(Information supplied begins)

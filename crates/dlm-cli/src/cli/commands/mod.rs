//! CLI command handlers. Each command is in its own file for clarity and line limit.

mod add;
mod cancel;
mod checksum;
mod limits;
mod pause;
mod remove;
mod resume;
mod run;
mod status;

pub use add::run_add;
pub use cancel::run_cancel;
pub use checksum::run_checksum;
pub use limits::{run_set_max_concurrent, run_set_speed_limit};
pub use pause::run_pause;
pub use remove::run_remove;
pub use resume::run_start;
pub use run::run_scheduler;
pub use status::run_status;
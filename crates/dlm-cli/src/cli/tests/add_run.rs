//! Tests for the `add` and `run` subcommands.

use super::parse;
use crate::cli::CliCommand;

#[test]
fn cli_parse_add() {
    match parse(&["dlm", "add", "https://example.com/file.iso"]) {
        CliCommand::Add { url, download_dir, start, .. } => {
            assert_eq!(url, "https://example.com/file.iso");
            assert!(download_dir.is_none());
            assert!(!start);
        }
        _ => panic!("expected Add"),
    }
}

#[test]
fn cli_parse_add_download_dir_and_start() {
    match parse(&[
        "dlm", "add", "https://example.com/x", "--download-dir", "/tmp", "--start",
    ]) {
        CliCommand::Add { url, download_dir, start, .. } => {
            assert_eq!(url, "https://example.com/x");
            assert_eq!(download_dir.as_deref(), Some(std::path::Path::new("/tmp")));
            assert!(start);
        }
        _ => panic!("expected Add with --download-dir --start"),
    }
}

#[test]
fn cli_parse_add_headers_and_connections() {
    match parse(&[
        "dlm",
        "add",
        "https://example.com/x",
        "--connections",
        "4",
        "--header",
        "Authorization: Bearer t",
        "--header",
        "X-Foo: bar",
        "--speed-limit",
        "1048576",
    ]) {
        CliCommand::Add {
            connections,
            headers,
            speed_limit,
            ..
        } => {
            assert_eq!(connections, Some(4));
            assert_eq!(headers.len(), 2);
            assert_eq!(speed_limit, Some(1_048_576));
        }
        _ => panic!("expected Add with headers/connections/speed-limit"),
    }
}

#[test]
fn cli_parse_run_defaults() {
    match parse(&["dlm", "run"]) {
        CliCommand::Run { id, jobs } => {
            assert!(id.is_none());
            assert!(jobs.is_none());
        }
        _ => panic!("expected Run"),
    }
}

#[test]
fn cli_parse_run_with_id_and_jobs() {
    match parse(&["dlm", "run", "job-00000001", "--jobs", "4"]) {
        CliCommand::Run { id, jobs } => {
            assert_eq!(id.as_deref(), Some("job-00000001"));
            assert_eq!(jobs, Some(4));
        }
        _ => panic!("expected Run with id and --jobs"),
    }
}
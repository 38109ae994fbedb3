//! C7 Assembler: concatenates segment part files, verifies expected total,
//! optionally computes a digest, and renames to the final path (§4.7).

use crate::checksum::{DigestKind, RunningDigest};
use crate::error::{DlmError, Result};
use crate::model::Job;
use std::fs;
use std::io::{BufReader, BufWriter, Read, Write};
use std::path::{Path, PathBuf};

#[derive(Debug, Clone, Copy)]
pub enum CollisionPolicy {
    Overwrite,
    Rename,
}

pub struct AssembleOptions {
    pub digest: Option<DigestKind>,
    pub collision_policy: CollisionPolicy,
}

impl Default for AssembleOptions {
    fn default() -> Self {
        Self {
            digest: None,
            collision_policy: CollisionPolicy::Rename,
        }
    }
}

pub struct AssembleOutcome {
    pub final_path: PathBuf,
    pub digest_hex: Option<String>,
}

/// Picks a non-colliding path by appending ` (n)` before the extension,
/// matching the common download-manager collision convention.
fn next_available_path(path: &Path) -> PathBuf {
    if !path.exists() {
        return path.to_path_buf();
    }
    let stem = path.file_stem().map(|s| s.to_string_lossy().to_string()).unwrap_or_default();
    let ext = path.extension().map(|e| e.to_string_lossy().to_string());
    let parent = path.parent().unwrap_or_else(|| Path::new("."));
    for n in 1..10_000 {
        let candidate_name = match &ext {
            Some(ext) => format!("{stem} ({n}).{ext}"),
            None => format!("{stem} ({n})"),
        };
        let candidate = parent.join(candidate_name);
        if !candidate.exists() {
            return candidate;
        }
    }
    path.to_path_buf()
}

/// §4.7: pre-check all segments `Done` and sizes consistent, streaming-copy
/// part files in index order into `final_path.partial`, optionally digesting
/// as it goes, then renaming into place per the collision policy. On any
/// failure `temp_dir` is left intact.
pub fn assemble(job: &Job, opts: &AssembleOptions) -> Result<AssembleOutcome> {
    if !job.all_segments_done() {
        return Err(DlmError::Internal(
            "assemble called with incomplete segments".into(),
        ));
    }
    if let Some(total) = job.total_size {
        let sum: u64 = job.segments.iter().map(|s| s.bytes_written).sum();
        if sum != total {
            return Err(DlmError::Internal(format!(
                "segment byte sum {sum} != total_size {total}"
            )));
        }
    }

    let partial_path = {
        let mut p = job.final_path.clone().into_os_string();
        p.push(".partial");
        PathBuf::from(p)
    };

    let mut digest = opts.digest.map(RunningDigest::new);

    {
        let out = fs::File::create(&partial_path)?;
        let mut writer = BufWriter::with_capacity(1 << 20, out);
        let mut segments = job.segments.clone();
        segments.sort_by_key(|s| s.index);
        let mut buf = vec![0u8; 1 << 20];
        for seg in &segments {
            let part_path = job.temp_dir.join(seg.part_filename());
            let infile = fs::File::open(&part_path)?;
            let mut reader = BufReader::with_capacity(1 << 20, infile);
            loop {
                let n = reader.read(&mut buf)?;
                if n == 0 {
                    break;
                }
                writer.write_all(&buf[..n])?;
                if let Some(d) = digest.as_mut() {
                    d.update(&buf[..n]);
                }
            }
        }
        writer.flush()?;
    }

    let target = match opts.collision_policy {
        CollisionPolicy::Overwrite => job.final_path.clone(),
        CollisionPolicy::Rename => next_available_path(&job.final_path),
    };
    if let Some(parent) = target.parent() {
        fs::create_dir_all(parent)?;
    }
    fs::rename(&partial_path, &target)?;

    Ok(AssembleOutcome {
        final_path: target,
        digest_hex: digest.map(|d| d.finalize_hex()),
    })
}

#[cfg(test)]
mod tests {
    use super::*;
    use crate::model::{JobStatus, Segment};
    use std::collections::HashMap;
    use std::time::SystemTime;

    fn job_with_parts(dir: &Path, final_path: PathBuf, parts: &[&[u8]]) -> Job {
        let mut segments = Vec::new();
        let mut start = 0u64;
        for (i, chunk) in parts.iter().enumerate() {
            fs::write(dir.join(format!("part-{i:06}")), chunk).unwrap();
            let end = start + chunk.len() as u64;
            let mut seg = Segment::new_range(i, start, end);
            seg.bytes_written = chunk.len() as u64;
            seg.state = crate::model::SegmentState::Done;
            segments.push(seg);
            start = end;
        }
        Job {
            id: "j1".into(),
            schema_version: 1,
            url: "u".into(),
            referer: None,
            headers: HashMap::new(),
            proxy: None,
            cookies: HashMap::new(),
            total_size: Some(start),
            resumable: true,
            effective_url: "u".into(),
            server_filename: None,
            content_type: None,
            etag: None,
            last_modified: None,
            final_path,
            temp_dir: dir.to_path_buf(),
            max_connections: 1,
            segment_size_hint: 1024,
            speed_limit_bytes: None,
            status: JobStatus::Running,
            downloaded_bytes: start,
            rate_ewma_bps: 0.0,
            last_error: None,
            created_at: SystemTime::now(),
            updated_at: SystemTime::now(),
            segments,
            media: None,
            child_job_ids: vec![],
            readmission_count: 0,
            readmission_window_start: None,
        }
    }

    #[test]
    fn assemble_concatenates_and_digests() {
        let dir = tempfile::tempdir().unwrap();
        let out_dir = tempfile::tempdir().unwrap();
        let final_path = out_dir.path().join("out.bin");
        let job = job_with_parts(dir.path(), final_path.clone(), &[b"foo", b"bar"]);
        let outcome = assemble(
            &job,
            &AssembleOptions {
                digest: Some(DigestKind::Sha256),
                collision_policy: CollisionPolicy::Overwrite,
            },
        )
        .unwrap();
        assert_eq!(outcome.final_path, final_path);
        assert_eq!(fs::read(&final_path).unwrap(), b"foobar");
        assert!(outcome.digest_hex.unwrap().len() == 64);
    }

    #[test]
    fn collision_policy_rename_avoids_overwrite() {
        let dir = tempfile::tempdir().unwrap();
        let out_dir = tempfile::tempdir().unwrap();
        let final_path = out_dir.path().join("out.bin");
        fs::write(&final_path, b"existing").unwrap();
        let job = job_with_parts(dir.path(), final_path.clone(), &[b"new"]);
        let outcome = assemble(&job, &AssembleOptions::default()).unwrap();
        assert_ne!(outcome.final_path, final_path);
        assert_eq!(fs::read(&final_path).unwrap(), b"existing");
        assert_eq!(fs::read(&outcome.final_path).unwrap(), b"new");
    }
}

(Information supplied ends)

Only a number is wanted: how many lines above include "expected"?

→ **Solution to this exercise**: 6